3.2.3 Características sintáticas da Libras

Adentrando o universo da sintaxe da Libras, observando a forma como os sinais são dispostos nas frases, como se inter-relacionam para compor orações e emitir um discurso compreensível, percebemos o papel ímpar do espaço de enunciação na sua organização sintática. “A organização espacial dessa língua [...] apresenta possibilidades de estabelecimento de relações gramaticais no espaço, através de diferentes formas” (QUADROS; KARNOPP, 2004, p. 127).

O espaço de enunciação pode atuar na marcação dos sujeitos e objetos de um discurso; alguns verbos têm suas flexões de pessoa e número identificadas dentro do espaço de fala, através da apontação (referência dêitica) ou do direcionamento do olhar; os advérbios de lugar podem ser caracterizados dentro do ambiente enunciativo; o direcionamento do olhar ou do corpo para determinados pontos estabelece relações do sinal emitido com o local direcionado.
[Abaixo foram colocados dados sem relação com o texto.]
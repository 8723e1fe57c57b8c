use std::collections::HashMap;

use common::IncomeSourceTotal;
use model::entities::income;
use rust_decimal::Decimal;
use tracing::{debug, instrument};

use crate::error::Result;
use crate::month_window;

fn in_period(month: u32, year: i32) -> impl Fn(&&income::Model) -> bool {
    move |record: &&income::Model| record.month == month && record.year == year
}

/// Sum of the income records booked for a month.
#[instrument(skip(incomes), fields(num_incomes = incomes.len()))]
pub fn total_income(incomes: &[income::Model], month: u32, year: i32) -> Result<Decimal> {
    month_window(month, year)?;
    Ok(incomes
        .iter()
        .filter(in_period(month, year))
        .map(|income| income.amount)
        .sum())
}

/// Income records of a month grouped by source, largest total first.
///
/// Sources with equal totals are ordered alphabetically.
#[instrument(skip(incomes), fields(num_incomes = incomes.len()))]
pub fn income_by_source(
    incomes: &[income::Model],
    month: u32,
    year: i32,
) -> Result<Vec<IncomeSourceTotal>> {
    month_window(month, year)?;

    let mut by_source: HashMap<&str, (Decimal, usize)> = HashMap::new();
    for income in incomes.iter().filter(in_period(month, year)) {
        let entry = by_source
            .entry(income.source.as_str())
            .or_insert((Decimal::ZERO, 0));
        entry.0 += income.amount;
        entry.1 += 1;
    }

    let mut totals: Vec<IncomeSourceTotal> = by_source
        .into_iter()
        .map(|(source, (total, count))| IncomeSourceTotal {
            source: source.to_string(),
            total,
            count,
        })
        .collect();
    totals.sort_by(|a, b| b.total.cmp(&a.total).then_with(|| a.source.cmp(&b.source)));

    debug!("Grouped income into {} sources", totals.len());
    Ok(totals)
}

#[cfg(test)]
mod tests {
    use super::*;
    use crate::testing::make_income;

    #[test]
    fn test_total_income_uses_stored_period() {
        let incomes = vec![
            make_income("Salary", 0, 2024, 2500),
            make_income("Freelance", 0, 2024, 400),
            make_income("Salary", 1, 2024, 2500),
            make_income("Salary", 0, 2023, 2400),
        ];
        assert_eq!(total_income(&incomes, 0, 2024).unwrap(), Decimal::from(2900));
        assert_eq!(total_income(&incomes, 5, 2024).unwrap(), Decimal::ZERO);
    }

    #[test]
    fn test_income_by_source_sorted_by_total() {
        let incomes = vec![
            make_income("Freelance", 3, 2024, 300),
            make_income("Salary", 3, 2024, 2500),
            make_income("Freelance", 3, 2024, 450),
            make_income("Dividends", 3, 2024, 750),
            make_income("Salary", 4, 2024, 2500),
        ];

        let totals = income_by_source(&incomes, 3, 2024).unwrap();
        let rows: Vec<_> = totals
            .iter()
            .map(|t| (t.source.as_str(), t.total, t.count))
            .collect();

        assert_eq!(
            rows,
            vec![
                ("Salary", Decimal::from(2500), 1),
                ("Dividends", Decimal::from(750), 1),
                ("Freelance", Decimal::from(750), 2),
            ]
        );
    }

    #[test]
    fn test_invalid_month() {
        assert!(total_income(&[], 12, 2024).is_err());
        assert!(income_by_source(&[], 12, 2024).is_err());
    }
}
Os verbos direcionais, ou verbos com concordância, mostram bem a utilização do espaço para a construção sintática. Esse grupo de verbos incorpora no sinal informações de sujeito e predicado, através do direcionamento do sinal, do olhar, da cabeça, do corpo, durante a sua realização. Pertencem a esse grupo, os verbos ABENÇOAR, ACONSELHAR, AJUDAR, AVISAR, CHAMAR, DAR, ENSINAR, ESCOLHER, MOSTRAR, PERGUNTAR, RESPONDER, VER. Observemos o verbo MOSTRAR, na figura 18:

Figura 18 – Sinal MOSTRAR

Fonte: CAPOVILLA et al., 2017, p. 1896.

O verbo MOSTRAR é sinalizado com a mão esquerda aberta na posição vertical e com a mão direita configurada em 1 com a ponta do indicador tocando a palma da mão esquerda. A direção tomada no movimento das mãos será determinante para a sintaxe da frase. Se a palma da mão estiver voltada para a frente (em direção a alguém) e o movimento for também nessa direção, a frase pode indicar: EU-MOSTRAR-VOCÊ, se for diretamente para a pessoa com quem se fala; EU-MOSTRAR-EL@, se estiver direcionado para uma terceira pessoa; EU- MOSTRAR-TOD@S, se o movimento abranger todas as pessoas do local e, assim, sucessivamente. Contudo, se a palma da mão estiver voltada para o sinalizador e o movimento da mão vier em direção a ele, como se estivesse trazendo algo para si, a sintaxe muda e o sinalizador passa a ser o objeto daquela frase, como por exemplo: VOCÊ-MOSTRAR-EU.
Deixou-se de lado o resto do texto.